如し其の情を得ば、則ち 哀矜して喜ぶこと勿かれ。

孟氏使陽膚爲士師、問於曾子、曾子曰、上失其道、民散久矣、如得其情、則哀矜而勿喜、

孟氏、陽膚(ようふ)をして士師たらしむ。曾子に問う。曾子の曰わく、上其の道を失いて、民散ずること久し。如(も)し其の情を得ば、則ち 哀矜(あいきょう)して喜ぶこと勿かれ。

現代語訳

魯の大夫孟氏が、曾子の弟子の陽膚(ようふ)を司法官の長に任命した。そこで陽膚はこの役割の心構えについて、師である曾子に質問した。曾子が言った。

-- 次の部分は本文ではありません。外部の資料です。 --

//! Subscriber setup for the engine's `tracing` output.
//!
//! Each engine entry point opens an `info_span!`; stages log at `debug` and
//! decoded elements at `trace`.
//!
//! # Log Levels
//!
//! - `warn`: default, only problems
//! - `debug`: one line per call and per stage
//! - `trace`: one line per decoded element

use std::fs::OpenOptions;
use std::io::{self, IsTerminal};
use std::path::PathBuf;
use std::sync::Mutex;

use clap::ColorChoice;
use tracing::Subscriber;
use tracing::level_filters::LevelFilter;
use tracing_subscriber::fmt::format::FmtSpan;
use tracing_subscriber::fmt::writer::BoxMakeWriter;
use tracing_subscriber::registry::LookupSpan;
use tracing_subscriber::{EnvFilter, Layer, fmt, layer::SubscriberExt, util::SubscriberInitExt};

use crate::cli::Cli;

/// Crates whose events follow the configured level.
const OWN_CRATES: [&str; 4] = ["rxmq", "rxmq_cli", "rxmq_core", "rxmq_symbols"];

#[derive(Debug, Clone)]
pub struct LogConfig {
    pub level_filter: LevelFilter,
    /// Let `RUST_LOG` replace the level-derived directives.
    pub use_env_filter: bool,
    pub with_target: bool,
    /// Emit span close events carrying the span duration (json only).
    pub with_spans: bool,
    pub with_ansi: bool,
    pub format: LogFormat,
    /// Append to this file instead of writing to stderr.
    pub log_file: Option<PathBuf>,
}

#[derive(Debug, Clone, Copy, Default, PartialEq, Eq)]
pub enum LogFormat {
    #[default]
    Pretty,
    Compact,
    Json,
}

impl Default for LogConfig {
    fn default() -> Self {
        Self {
            level_filter: LevelFilter::WARN,
            use_env_filter: true,
            with_target: false,
            with_spans: true,
            with_ansi: true,
            format: LogFormat::default(),
            log_file: None,
        }
    }
}

impl LogConfig {
    /// `--log-level` beats `-v`/`-q`; either one disables `RUST_LOG`.
    #[must_use]
    pub fn from_cli(cli: &Cli) -> Self {
        let explicit = cli.log_level.map(LevelFilter::from);
        let with_ansi = match cli.color.color {
            ColorChoice::Always => true,
            ColorChoice::Never => false,
            ColorChoice::Auto => cli.log_file.is_none() && io::stderr().is_terminal(),
        };
        Self {
            level_filter: explicit.unwrap_or_else(|| cli.verbosity.tracing_level_filter()),
            use_env_filter: explicit.is_none() && !cli.verbosity.is_present(),
            with_ansi,
            format: cli.log_format.into(),
            log_file: cli.log_file.clone(),
            ..Self::default()
        }
    }
}

/// Install the global subscriber.
///
/// # Errors
///
/// Returns an error if the log file cannot be opened.
pub fn init_logging(config: &LogConfig) -> io::Result<()> {
    let writer = match &config.log_file {
        Some(path) => {
            let file = OpenOptions::new().create(true).append(true).open(path)?;
            BoxMakeWriter::new(Mutex::new(file))
        }
        None => BoxMakeWriter::new(io::stderr),
    };
    tracing_subscriber::registry()
        .with(build_env_filter(config))
        .with(format_layer(config, writer))
        .init();
    Ok(())
}

fn format_layer<S>(config: &LogConfig, writer: BoxMakeWriter) -> Box<dyn Layer<S> + Send + Sync>
where
    S: Subscriber + for<'span> LookupSpan<'span>,
{
    let base = fmt::layer()
        .with_writer(writer)
        .with_target(config.with_target);
    match config.format {
        LogFormat::Json => {
            let spans = if config.with_spans {
                FmtSpan::CLOSE
            } else {
                FmtSpan::NONE
            };
            base.json().with_span_events(spans).boxed()
        }
        LogFormat::Compact => base
            .compact()
            .with_ansi(config.with_ansi)
            .without_time()
            .boxed(),
        LogFormat::Pretty => base.with_ansi(config.with_ansi).without_time().boxed(),
    }
}

/// Our crates at the configured level, everything else at warn.
fn default_directives(level: LevelFilter) -> String {
    let level = level.to_string().to_lowercase();
    OWN_CRATES
        .iter()
        .fold(String::from("warn"), |mut directives, name| {
            directives.push_str(&format!(",{name}={level}"));
            directives
        })
}

fn build_env_filter(config: &LogConfig) -> EnvFilter {
    let fallback = || EnvFilter::new(default_directives(config.level_filter));
    if config.use_env_filter {
        EnvFilter::try_from_default_env().unwrap_or_else(|_| fallback())
    } else {
        fallback()
    }
}

#[cfg(test)]
mod tests {
    use clap::Parser;

    use super::*;

    #[test]
    fn test_directives_cover_own_crates() {
        insta::assert_snapshot!(
            default_directives(LevelFilter::DEBUG),
            @"warn,rxmq=debug,rxmq_cli=debug,rxmq_core=debug,rxmq_symbols=debug"
        );
    }

    #[test]
    fn test_log_level_flag_wins() {
        let cli = Cli::parse_from(["rxmq", "-v", "--log-level", "trace", "symbols"]);
        let config = LogConfig::from_cli(&cli);
        assert_eq!(config.level_filter, LevelFilter::TRACE);
        assert!(!config.use_env_filter);

        let cli = Cli::parse_from(["rxmq", "--log-format", "json", "symbols"]);
        let config = LogConfig::from_cli(&cli);
        assert_eq!(config.level_filter, LevelFilter::WARN);
        assert!(config.use_env_filter);
        assert_eq!(config.format, LogFormat::Json);
    }
}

上に立つ者が道を失ったため、民の心が離れてしまってから久しい。もし犯罪の実情をつかんだ時は、その事情に同情して悲しむことだ。自分の手柄と喜んではならない。

語句

■孟氏 魯の大夫。 ■陽膚 曾子の弟子。 ■士師 司法官の長。 ■民散ずる 民の心が離れてしまっていること。 ■哀矜 悲しむ。 ■喜ぶ 自分の聡明さによる手柄だと喜ぶ。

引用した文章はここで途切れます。